Mallesons prospers from Allens IP conflict

A POSSIBLE client conflict within Allens Arthur Robinson’s (AAR) patent and trademark arm has led to the release of six team members, including partners Wayne McMaster and Robert Cooper, to…

A POSSIBLE client conflict within Allens Arthur Robinson’s (AAR) patent and trademark arm has led to the release of six team members, including partners Wayne McMaster and Robert Cooper, to top-tier rival Mallesons Stephen Jaques.

The unusual circumstances underlying the split surround work performed by the Melbourne-based team for pharmaceutical giant Mayne.

Qualified as a lawyer, patent and trade mark attorney, McMaster acted for the generic company prior to his 1999 switch to Allens, which also maintained deep relationships with a number of originator clients.

Generic and originator companies are strong competitors and regularly face off in the IP arena.

It is understood that McMaster’s relationship with Mayne was of late causing tension among Allens’ long-standing originator stable.

“Any conflicts between the two had been successfully managed, but it became increasingly clear that there was a real potential for conflict and therefore, for professional and ethical reasons, we decided that we could not represent particular types of generic companies that challenge pharmaceutical inventions of our originator clients,” an Allens spokesperson said.

The sextet, “effectively a core team for [Mayne] within a team”, were then released as a matter of course when Allens decided to stand by its originator clients, some of whom had used the firm for decades.

“Decisions such as these are never easy, but as we had longer standing relationships with those originator companies, those were better established,” the spokesperson added.

With Mallesons already performing a key amount of work for Mayne, the released group’s destination was made clearer.

McMaster, whose team specialises in bioscience and pharmaceuticals, added that the group wanted to remain in “the high profile patent litigation drug area”. As such, peeling off alone was not a viable option.

“In patent litigation you need significant resources behind you. The document management demands are huge and need the backing of a large firm,” he said.

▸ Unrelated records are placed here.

//! Explicit plugin registry: a stable string key in the configuration
//! selects a constructor registered here. No reflective loading; hosts
//! register their own implementations next to the shipped ones.

use std::collections::HashMap;
use std::sync::Arc;

use anyhow::{bail, Context, Result};

use crate::core::config::SidelineConfig;
use crate::core::time::Clock;
use crate::log::client::{InMemoryLogBroker, LogClient};
use crate::log::deserializer::{Deserializer, JsonDeserializer, Utf8Deserializer};
use crate::messaging::buffer::{FifoBuffer, MessageBuffer, RoundRobinBuffer, ThrottledBuffer};
use crate::messaging::retry::{ExponentialBackoff, NeverRetry, RetryPolicy};
use crate::messaging::SourceId;
use crate::ops::metrics::{MetricsRecorder, NoopMetrics, TracingMetrics};
use crate::storage::fs::FsPersistenceAdapter;
use crate::storage::memory::InMemoryPersistenceAdapter;
use crate::storage::PersistenceAdapter;

pub type DeserializerCtor =
    Box<dyn Fn(&SidelineConfig) -> Result<Arc<dyn Deserializer>> + Send + Sync>;
pub type RetryCtor<C> =
    Box<dyn Fn(&SidelineConfig, &C) -> Result<Box<dyn RetryPolicy>> + Send + Sync>;
pub type BufferCtor = Box<dyn Fn(&SidelineConfig) -> Result<Arc<dyn MessageBuffer>> + Send + Sync>;
pub type PersistenceCtor =
    Box<dyn Fn(&SidelineConfig) -> Result<Arc<dyn PersistenceAdapter>> + Send + Sync>;
pub type ClientCtor =
    Box<dyn Fn(&SidelineConfig, &SourceId) -> Result<Box<dyn LogClient>> + Send + Sync>;
pub type MetricsCtor = Box<dyn Fn(&SidelineConfig) -> Result<Arc<dyn MetricsRecorder>> + Send + Sync>;

pub struct ComponentRegistry<C: Clock> {
    deserializers: HashMap<String, DeserializerCtor>,
    retry_policies: HashMap<String, RetryCtor<C>>,
    buffers: HashMap<String, BufferCtor>,
    persistence: HashMap<String, PersistenceCtor>,
    clients: HashMap<String, ClientCtor>,
    metrics: HashMap<String, MetricsCtor>,
    embedded_broker: InMemoryLogBroker,
}

impl<C: Clock> ComponentRegistry<C> {
    /// Registry pre-populated with every shipped implementation.
    pub fn with_defaults() -> Self {
        let mut registry = Self {
            deserializers: HashMap::new(),
            retry_policies: HashMap::new(),
            buffers: HashMap::new(),
            persistence: HashMap::new(),
            clients: HashMap::new(),
            metrics: HashMap::new(),
            embedded_broker: InMemoryLogBroker::new(),
        };

        registry.register_deserializer("utf8", |_| Ok(Arc::new(Utf8Deserializer)));
        registry.register_deserializer("json", |_| Ok(Arc::new(JsonDeserializer)));

        registry.register_retry_policy("never", |_, _| Ok(Box::new(NeverRetry)));
        registry.register_retry_policy("exponential-backoff", |config, clock| {
            Ok(Box::new(ExponentialBackoff::new(
                clock.clone(),
                config.retry.max_attempts,
                config.retry.initial_delay(),
                config.retry.delay_multiplier,
            )))
        });

        registry.register_buffer("fifo", |config| {
            Ok(Arc::new(FifoBuffer::new(config.buffer.max_size)?))
        });
        registry.register_buffer("round-robin", |config| {
            Ok(Arc::new(RoundRobinBuffer::new(config.buffer.max_size)?))
        });
        registry.register_buffer("throttled", |config| {
            let pattern = config.buffer.throttled_regex.as_deref().unwrap_or(".*");
            Ok(Arc::new(ThrottledBuffer::new(
                config.buffer.max_size,
                config.buffer.throttled_size,
                pattern,
            )?))
        });

        registry.register_persistence("filesystem", |config| {
            Ok(Arc::new(FsPersistenceAdapter::new(
                &config.persistence.root,
                &config.persistence.prefix,
            )))
        });
        registry.register_persistence("in-memory", |_| {
            Ok(Arc::new(InMemoryPersistenceAdapter::new()))
        });

        registry.register_metrics("noop", |_| Ok(Arc::new(NoopMetrics)));
        registry.register_metrics("tracing", |_| Ok(Arc::new(TracingMetrics)));

        let broker = registry.embedded_broker.clone();
        registry.register_client("in-memory", move |_, _| Ok(Box::new(broker.client())));

        registry
    }

    /// The broker backing the shipped "in-memory" client; tests produce
    /// records through it.
    pub fn embedded_broker(&self) -> &InMemoryLogBroker {
        &self.embedded_broker
    }

    pub fn register_deserializer(
        &mut self,
        key: &str,
        ctor: impl Fn(&SidelineConfig) -> Result<Arc<dyn Deserializer>> + Send + Sync + 'static,
    ) {
        self.deserializers.insert(key.to_string(), Box::new(ctor));
    }

    pub fn register_retry_policy(
        &mut self,
        key: &str,
        ctor: impl Fn(&SidelineConfig, &C) -> Result<Box<dyn RetryPolicy>> + Send + Sync + 'static,
    ) {
        self.retry_policies.insert(key.to_string(), Box::new(ctor));
    }

    pub fn register_buffer(
        &mut self,
        key: &str,
        ctor: impl Fn(&SidelineConfig) -> Result<Arc<dyn MessageBuffer>> + Send + Sync + 'static,
    ) {
        self.buffers.insert(key.to_string(), Box::new(ctor));
    }

    pub fn register_persistence(
        &mut self,
        key: &str,
        ctor: impl Fn(&SidelineConfig) -> Result<Arc<dyn PersistenceAdapter>> + Send + Sync + 'static,
    ) {
        self.persistence.insert(key.to_string(), Box::new(ctor));
    }

    pub fn register_client(
        &mut self,
        key: &str,
        ctor: impl Fn(&SidelineConfig, &SourceId) -> Result<Box<dyn LogClient>> + Send + Sync + 'static,
    ) {
        self.clients.insert(key.to_string(), Box::new(ctor));
    }

    pub fn register_metrics(
        &mut self,
        key: &str,
        ctor: impl Fn(&SidelineConfig) -> Result<Arc<dyn MetricsRecorder>> + Send + Sync + 'static,
    ) {
        self.metrics.insert(key.to_string(), Box::new(ctor));
    }

    pub fn build_deserializer(&self, config: &SidelineConfig) -> Result<Arc<dyn Deserializer>> {
        let key = &config.consumer.deserializer;
        let ctor = lookup(&self.deserializers, key, "deserializer")?;
        ctor(config).with_context(|| format!("construct deserializer {key:?}"))
    }

    pub fn build_retry_policy(
        &self,
        config: &SidelineConfig,
        clock: &C,
    ) -> Result<Box<dyn RetryPolicy>> {
        let key = &config.retry.policy;
        let ctor = lookup(&self.retry_policies, key, "retry policy")?;
        ctor(config, clock).with_context(|| format!("construct retry policy {key:?}"))
    }

    pub fn build_buffer(&self, config: &SidelineConfig) -> Result<Arc<dyn MessageBuffer>> {
        let key = &config.buffer.variant;
        let ctor = lookup(&self.buffers, key, "buffer")?;
        ctor(config).with_context(|| format!("construct buffer {key:?}"))
    }

    pub fn build_persistence(&self, config: &SidelineConfig) -> Result<Arc<dyn PersistenceAdapter>> {
        let key = &config.persistence.adapter;
        let ctor = lookup(&self.persistence, key, "persistence adapter")?;
        ctor(config).with_context(|| format!("construct persistence adapter {key:?}"))
    }

    pub fn build_client(
        &self,
        config: &SidelineConfig,
        source_id: &SourceId,
    ) -> Result<Box<dyn LogClient>> {
        let key = &config.broker.client;
        let ctor = lookup(&self.clients, key, "broker client")?;
        ctor(config, source_id).with_context(|| format!("construct broker client {key:?}"))
    }

    pub fn build_metrics(&self, config: &SidelineConfig, key: &str) -> Result<Arc<dyn MetricsRecorder>> {
        let ctor = lookup(&self.metrics, key, "metrics recorder")?;
        ctor(config).with_context(|| format!("construct metrics recorder {key:?}"))
    }
}

fn lookup<'a, T>(map: &'a HashMap<String, T>, key: &str, kind: &str) -> Result<&'a T> {
    match map.get(key) {
        Some(ctor) => Ok(ctor),
        None => {
            let mut known: Vec<&str> = map.keys().map(String::as_str).collect();
            known.sort_unstable();
            bail!("unknown {kind} {key:?}; registered: {known:?}")
        }
    }
}

#[cfg(test)]
mod tests {
    use super::*;
    use crate::core::config::{BrokerConfig, ConsumerConfig, SidelineConfig};
    use crate::core::time::SystemClock;

    fn config() -> SidelineConfig {
        SidelineConfig {
            broker: BrokerConfig {
                hosts: vec![],
                topic: "events".into(),
                client: "in-memory".into(),
            },
            consumer: ConsumerConfig {
                id_prefix: "firehose".into(),
                deserializer: "utf8".into(),
            },
            persistence: Default::default(),
            retry: Default::default(),
            buffer: Default::default(),
            flush_interval_ms: 100,
            output_stream_id: None,
        }
    }

    #[test]
    fn defaults_resolve_every_shipped_key() {
        let registry: ComponentRegistry<SystemClock> = ComponentRegistry::with_defaults();
        let config = config();
        registry.build_deserializer(&config).unwrap();
        registry.build_buffer(&config).unwrap();
        registry.build_retry_policy(&config, &SystemClock).unwrap();
        registry
            .build_client(&config, &SourceId::from("firehose-0"))
            .unwrap();
        registry.build_metrics(&config, "noop").unwrap();
    }

    #[test]
    fn unknown_keys_name_the_alternatives() {
        let registry: ComponentRegistry<SystemClock> = ComponentRegistry::with_defaults();
        let mut config = config();
        config.buffer.variant = "mystery".into();
        let err = match registry.build_buffer(&config) {
            Ok(_) => panic!("expected build_buffer to fail for unknown variant"),
            Err(e) => e,
        };
        assert!(err.to_string().contains("round-robin"));
    }

    #[test]
    fn in_memory_clients_share_the_embedded_broker() {
        let registry: ComponentRegistry<SystemClock> = ComponentRegistry::with_defaults();
        registry.embedded_broker().produce("events", 0, None, b"x");
        let config = config();
        let mut client = registry
            .build_client(&config, &SourceId::from("firehose-0"))
            .unwrap();
        client.assign(&[crate::log::TopicPartition::new("events", 0)]);
        assert!(client.poll().is_some());
    }
}
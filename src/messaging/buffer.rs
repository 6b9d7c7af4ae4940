//! Bounded buffers between source workers and the host-facing output.
//!
//! `put` blocks (asynchronously) while the owning source's queue is full;
//! this is the sole backpressure mechanism. `poll` never blocks. Three
//! variants ship: a single shared FIFO, a fair per-source round-robin, and a
//! throttled round-robin whose per-source capacity depends on a source-id
//! regex.

use std::collections::{HashMap, VecDeque};
use std::time::Duration;

use async_trait::async_trait;
use parking_lot::Mutex;
use regex::Regex;
use thiserror::Error;
use tokio::sync::Notify;

use crate::messaging::{Message, SourceId};

/// How long a blocked `put` waits between capacity re-checks.
const PUT_WAIT_CHUNK: Duration = Duration::from_millis(50);

#[derive(Debug, Error)]
pub enum BufferError {
    #[error("buffer capacity must be positive (got {0})")]
    InvalidCapacity(usize),
    #[error("invalid throttle pattern {pattern:?}: {detail}")]
    InvalidPattern { pattern: String, detail: String },
}

/// Bounded, per-source buffering with a single output.
#[async_trait]
pub trait MessageBuffer: Send + Sync {
    /// Register a source. Idempotent.
    fn add_source(&self, source_id: &SourceId);

    /// Deregister a source and drop anything still queued for it.
    fn remove_source(&self, source_id: &SourceId);

    /// Non-blocking insert; hands the message back when the queue is full.
    /// A source not yet added is added on first use.
    fn try_put(&self, message: Message) -> Result<(), Message>;

    /// Insert, waiting at most `wait` for capacity; hands the message back on
    /// timeout so a stopping worker is never wedged on a full buffer.
    async fn put_timeout(&self, message: Message, wait: Duration) -> Result<(), Message>;

    /// Insert, waiting as long as it takes.
    async fn put(&self, message: Message);

    /// Non-blocking removal of the next message, if any.
    fn poll(&self) -> Option<Message>;

    /// Total queued messages across all sources.
    fn size(&self) -> usize;
}

async fn put_with_deadline<B: MessageBuffer + ?Sized>(
    buffer: &B,
    space: &Notify,
    mut message: Message,
    wait: Duration,
) -> Result<(), Message> {
    let deadline = tokio::time::Instant::now() + wait;
    loop {
        match buffer.try_put(message) {
            Ok(()) => return Ok(()),
            Err(back) => message = back,
        }
        let remaining = deadline.saturating_duration_since(tokio::time::Instant::now());
        if remaining.is_zero() {
            return Err(message);
        }
        let _ = tokio::time::timeout(remaining.min(PUT_WAIT_CHUNK), space.notified()).await;
    }
}

// ---------------------------------------------------------------------------
// FIFO
// ---------------------------------------------------------------------------

/// Single shared bounded queue across all sources.
pub struct FifoBuffer {
    capacity: usize,
    queue: Mutex<VecDeque<Message>>,
    space: Notify,
}

impl FifoBuffer {
    pub fn new(capacity: usize) -> Result<Self, BufferError> {
        if capacity == 0 {
            return Err(BufferError::InvalidCapacity(capacity));
        }
        Ok(Self {
            capacity,
            queue: Mutex::new(VecDeque::new()),
            space: Notify::new(),
        })
    }
}

#[async_trait]
impl MessageBuffer for FifoBuffer {
    fn add_source(&self, _source_id: &SourceId) {}

    fn remove_source(&self, source_id: &SourceId) {
        let mut queue = self.queue.lock();
        queue.retain(|m| m.id.source_id != *source_id);
        drop(queue);
        self.space.notify_waiters();
    }

    fn try_put(&self, message: Message) -> Result<(), Message> {
        let mut queue = self.queue.lock();
        if queue.len() >= self.capacity {
            return Err(message);
        }
        queue.push_back(message);
        Ok(())
    }

    async fn put_timeout(&self, message: Message, wait: Duration) -> Result<(), Message> {
        put_with_deadline(self, &self.space, message, wait).await
    }

    async fn put(&self, mut message: Message) {
        loop {
            match self.put_timeout(message, PUT_WAIT_CHUNK).await {
                Ok(()) => return,
                Err(back) => message = back,
            }
        }
    }

    fn poll(&self) -> Option<Message> {
        let popped = self.queue.lock().pop_front();
        if popped.is_some() {
            self.space.notify_waiters();
        }
        popped
    }

    fn size(&self) -> usize {
        self.queue.lock().len()
    }
}

// ---------------------------------------------------------------------------
// Per-source round robin
// ---------------------------------------------------------------------------

enum CapacityPolicy {
    Uniform(usize),
    Throttled {
        size: usize,
        throttled_size: usize,
        pattern: Regex,
    },
}

impl CapacityPolicy {
    fn capacity_for(&self, source_id: &SourceId) -> usize {
        match self {
            Self::Uniform(size) => *size,
            Self::Throttled {
                size,
                throttled_size,
                pattern,
            } => {
                if pattern.is_match(source_id.as_str()) {
                    *throttled_size
                } else {
                    *size
                }
            }
        }
    }
}

#[derive(Default)]
struct PerSourceState {
    queues: HashMap<SourceId, VecDeque<Message>>,
    order: Vec<SourceId>,
    cursor: usize,
}

/// Register a queue for a source on first sight; the cursor resets so a
/// fresh iteration order includes it.
fn ensure_queue(state: &mut PerSourceState, source_id: &SourceId) {
    if let std::collections::hash_map::Entry::Vacant(entry) =
        state.queues.entry(source_id.clone())
    {
        entry.insert(VecDeque::new());
        state.order.push(source_id.clone());
        state.cursor = 0;
    }
}

struct SourceQueues {
    policy: CapacityPolicy,
    state: Mutex<PerSourceState>,
    space: Notify,
}

impl SourceQueues {
    fn new(policy: CapacityPolicy) -> Self {
        Self {
            policy,
            state: Mutex::new(PerSourceState::default()),
            space: Notify::new(),
        }
    }

    fn add(&self, source_id: &SourceId) {
        let mut state = self.state.lock();
        ensure_queue(&mut state, source_id);
    }

    fn remove(&self, source_id: &SourceId) {
        let mut state = self.state.lock();
        state.queues.remove(source_id);
        state.order.retain(|id| id != source_id);
        state.cursor = 0;
        drop(state);
        self.space.notify_waiters();
    }

    fn try_put(&self, message: Message) -> Result<(), Message> {
        let source_id = message.id.source_id.clone();
        let capacity = self.policy.capacity_for(&source_id);
        let mut state = self.state.lock();
        ensure_queue(&mut state, &source_id);
        let queue = state.queues.get_mut(&source_id).expect("queue just ensured");
        if queue.len() >= capacity {
            return Err(message);
        }
        queue.push_back(message);
        Ok(())
    }

    /// Advance the cursor across sources, skipping empty queues; one full
    /// cycle without a message yields nothing.
    fn poll(&self) -> Option<Message> {
        let mut state = self.state.lock();
        let count = state.order.len();
        for step in 0..count {
            let index = (state.cursor + step) % count;
            let source_id = state.order[index].clone();
            if let Some(message) = state
                .queues
                .get_mut(&source_id)
                .and_then(|queue| queue.pop_front())
            {
                state.cursor = (index + 1) % count;
                drop(state);
                self.space.notify_waiters();
                return Some(message);
            }
        }
        None
    }

    fn size(&self) -> usize {
        self.state.lock().queues.values().map(VecDeque::len).sum()
    }
}

/// Per-source bounded queues drained fairly in round-robin order.
pub struct RoundRobinBuffer {
    queues: SourceQueues,
}

impl RoundRobinBuffer {
    pub fn new(capacity: usize) -> Result<Self, BufferError> {
        if capacity == 0 {
            return Err(BufferError::InvalidCapacity(capacity));
        }
        Ok(Self {
            queues: SourceQueues::new(CapacityPolicy::Uniform(capacity)),
        })
    }
}

#[async_trait]
impl MessageBuffer for RoundRobinBuffer {
    fn add_source(&self, source_id: &SourceId) {
        self.queues.add(source_id);
    }

    fn remove_source(&self, source_id: &SourceId) {
        self.queues.remove(source_id);
    }

    fn try_put(&self, message: Message) -> Result<(), Message> {
        self.queues.try_put(message)
    }

    async fn put_timeout(&self, message: Message, wait: Duration) -> Result<(), Message> {
        put_with_deadline(self, &self.queues.space, message, wait).await
    }

    async fn put(&self, mut message: Message) {
        loop {
            match self.put_timeout(message, PUT_WAIT_CHUNK).await {
                Ok(()) => return,
                Err(back) => message = back,
            }
        }
    }

    fn poll(&self) -> Option<Message> {
        self.queues.poll()
    }

    fn size(&self) -> usize {
        self.queues.size()
    }
}

/// Round-robin buffer whose sources get a small (throttled) capacity when
/// their id matches the configured pattern. Backpressure on `put` therefore
/// slows matched producers independently.
pub struct ThrottledBuffer {
    queues: SourceQueues,
}

impl ThrottledBuffer {
    pub fn new(size: usize, throttled_size: usize, pattern: &str) -> Result<Self, BufferError> {
        if size == 0 {
            return Err(BufferError::InvalidCapacity(size));
        }
        if throttled_size == 0 {
            return Err(BufferError::InvalidCapacity(throttled_size));
        }
        let pattern = Regex::new(pattern).map_err(|err| BufferError::InvalidPattern {
            pattern: pattern.to_string(),
            detail: err.to_string(),
        })?;
        Ok(Self {
            queues: SourceQueues::new(CapacityPolicy::Throttled {
                size,
                throttled_size,
                pattern,
            }),
        })
    }
}

#[async_trait]
impl MessageBuffer for ThrottledBuffer {
    fn add_source(&self, source_id: &SourceId) {
        self.queues.add(source_id);
    }

    fn remove_source(&self, source_id: &SourceId) {
        self.queues.remove(source_id);
    }

    fn try_put(&self, message: Message) -> Result<(), Message> {
        self.queues.try_put(message)
    }

    async fn put_timeout(&self, message: Message, wait: Duration) -> Result<(), Message> {
        put_with_deadline(self, &self.queues.space, message, wait).await
    }

    async fn put(&self, mut message: Message) {
        loop {
            match self.put_timeout(message, PUT_WAIT_CHUNK).await {
                Ok(()) => return,
                Err(back) => message = back,
            }
        }
    }

    fn poll(&self) -> Option<Message> {
        self.queues.poll()
    }

    fn size(&self) -> usize {
        self.queues.size()
    }
}

#[cfg(test)]
mod tests {
    use super::*;
    use crate::messaging::MessageId;

    fn message(source: &str, offset: i64) -> Message {
        Message::new(
            MessageId::new("events", 0, offset, SourceId::from(source)),
            vec![offset.into()],
        )
    }

    #[test]
    fn fifo_preserves_order_and_capacity() {
        let buffer = FifoBuffer::new(2).unwrap();
        buffer.try_put(message("a", 0)).unwrap();
        buffer.try_put(message("a", 1)).unwrap();
        assert!(buffer.try_put(message("a", 2)).is_err());
        assert_eq!(buffer.poll().unwrap().id.offset, 0);
        assert_eq!(buffer.poll().unwrap().id.offset, 1);
        assert_eq!(buffer.poll(), None);
    }

    #[test]
    fn zero_capacity_is_rejected() {
        assert!(matches!(
            FifoBuffer::new(0),
            Err(BufferError::InvalidCapacity(0))
        ));
        assert!(RoundRobinBuffer::new(0).is_err());
        assert!(ThrottledBuffer::new(10, 0, ".*").is_err());
    }

    #[test]
    fn round_robin_interleaves_sources() {
        let buffer = RoundRobinBuffer::new(10).unwrap();
        for offset in 0..3 {
            buffer.try_put(message("a", offset)).unwrap();
            buffer.try_put(message("b", offset)).unwrap();
        }
        let sources: Vec<String> = std::iter::from_fn(|| buffer.poll())
            .map(|m| m.id.source_id.to_string())
            .collect();
        assert_eq!(sources, vec!["a", "b", "a", "b", "a", "b"]);
    }

    #[test]
    fn round_robin_skips_empty_queues() {
        let buffer = RoundRobinBuffer::new(10).unwrap();
        buffer.add_source(&SourceId::from("idle"));
        buffer.try_put(message("busy", 0)).unwrap();
        buffer.try_put(message("busy", 1)).unwrap();
        assert_eq!(buffer.poll().unwrap().id.offset, 0);
        assert_eq!(buffer.poll().unwrap().id.offset, 1);
        assert_eq!(buffer.poll(), None);
    }

    #[test]
    fn put_auto_adds_unknown_sources() {
        let buffer = RoundRobinBuffer::new(10).unwrap();
        buffer.try_put(message("fresh", 7)).unwrap();
        assert_eq!(buffer.size(), 1);
        assert_eq!(buffer.poll().unwrap().id.offset, 7);
    }

    #[test]
    fn remove_source_drops_queued_messages() {
        let buffer = RoundRobinBuffer::new(10).unwrap();
        buffer.try_put(message("a", 0)).unwrap();
        buffer.try_put(message("b", 0)).unwrap();
        buffer.remove_source(&SourceId::from("a"));
        assert_eq!(buffer.size(), 1);
        assert_eq!(buffer.poll().unwrap().id.source_id.as_str(), "b");
    }

    #[test]
    fn throttled_capacity_follows_the_pattern() {
        let buffer = ThrottledBuffer::new(4, 2, "^replay-").unwrap();
        buffer.try_put(message("replay-1", 0)).unwrap();
        buffer.try_put(message("replay-1", 1)).unwrap();
        assert!(buffer.try_put(message("replay-1", 2)).is_err());
        for offset in 0..4 {
            buffer.try_put(message("firehose", offset)).unwrap();
        }
        assert!(buffer.try_put(message("firehose", 4)).is_err());
    }

    #[tokio::test]
    async fn put_timeout_returns_the_message_when_full() {
        let buffer = FifoBuffer::new(1).unwrap();
        buffer.put(message("a", 0)).await;
        let back = buffer
            .put_timeout(message("a", 1), Duration::from_millis(20))
            .await
            .unwrap_err();
        assert_eq!(back.id.offset, 1);
        // Draining frees capacity for a pending put.
        buffer.poll().unwrap();
        buffer
            .put_timeout(back, Duration::from_millis(20))
            .await
            .unwrap();
    }

    #[tokio::test]
    async fn blocked_put_resumes_after_poll() {
        use std::sync::Arc;
        let buffer = Arc::new(FifoBuffer::new(1).unwrap());
        buffer.put(message("a", 0)).await;
        let writer = {
            let buffer = Arc::clone(&buffer);
            tokio::spawn(async move { buffer.put(message("a", 1)).await })
        };
        tokio::time::sleep(Duration::from_millis(20)).await;
        assert_eq!(buffer.poll().unwrap().id.offset, 0);
        writer.await.unwrap();
        assert_eq!(buffer.poll().unwrap().id.offset, 1);
    }
}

The new additions boost Mallesons’ IP partnership ranks in Melbourne from three to five. Further depth is also provided by senior associates Duncan Bucknell and Shyama Jayaswal, patents counsel Carolyn Rolls and senior patents legal executive Debra Barnes. Senior Mallesons IP partners Cheng Lim and Maurice Gonsalves said that while the bulk lateral hire was “unusual for a firm like ours”, they were correspondingly excited by the prospect of working side-by-side with the new recruits.

Despite having the large and swift critical weight gain, Mallesons will continue to approach its patent and trade mark firms from within. Unlike top-tier counterparts Freehills, Blake Dawson Waldron and AAR, Mallesons harbours no immediate intentions to create a “bolt on” patent arm.

Both McMaster and Cooper, an IP litigator who spent five years in the UK with Bird & Bird, prefer an “integrated” approach, which sees attorneys and lawyers working in close physical proximity under the same practice group.

Cooper acknowledged that there was potential for the two breeds to clash and felt that a seamless strategy was the way to go.

Allens concluded by saying it “regretted the outcome”. However, the firm did not view the complicit sequence of events as a learning curve for future dealings in the patent and trade mark arena.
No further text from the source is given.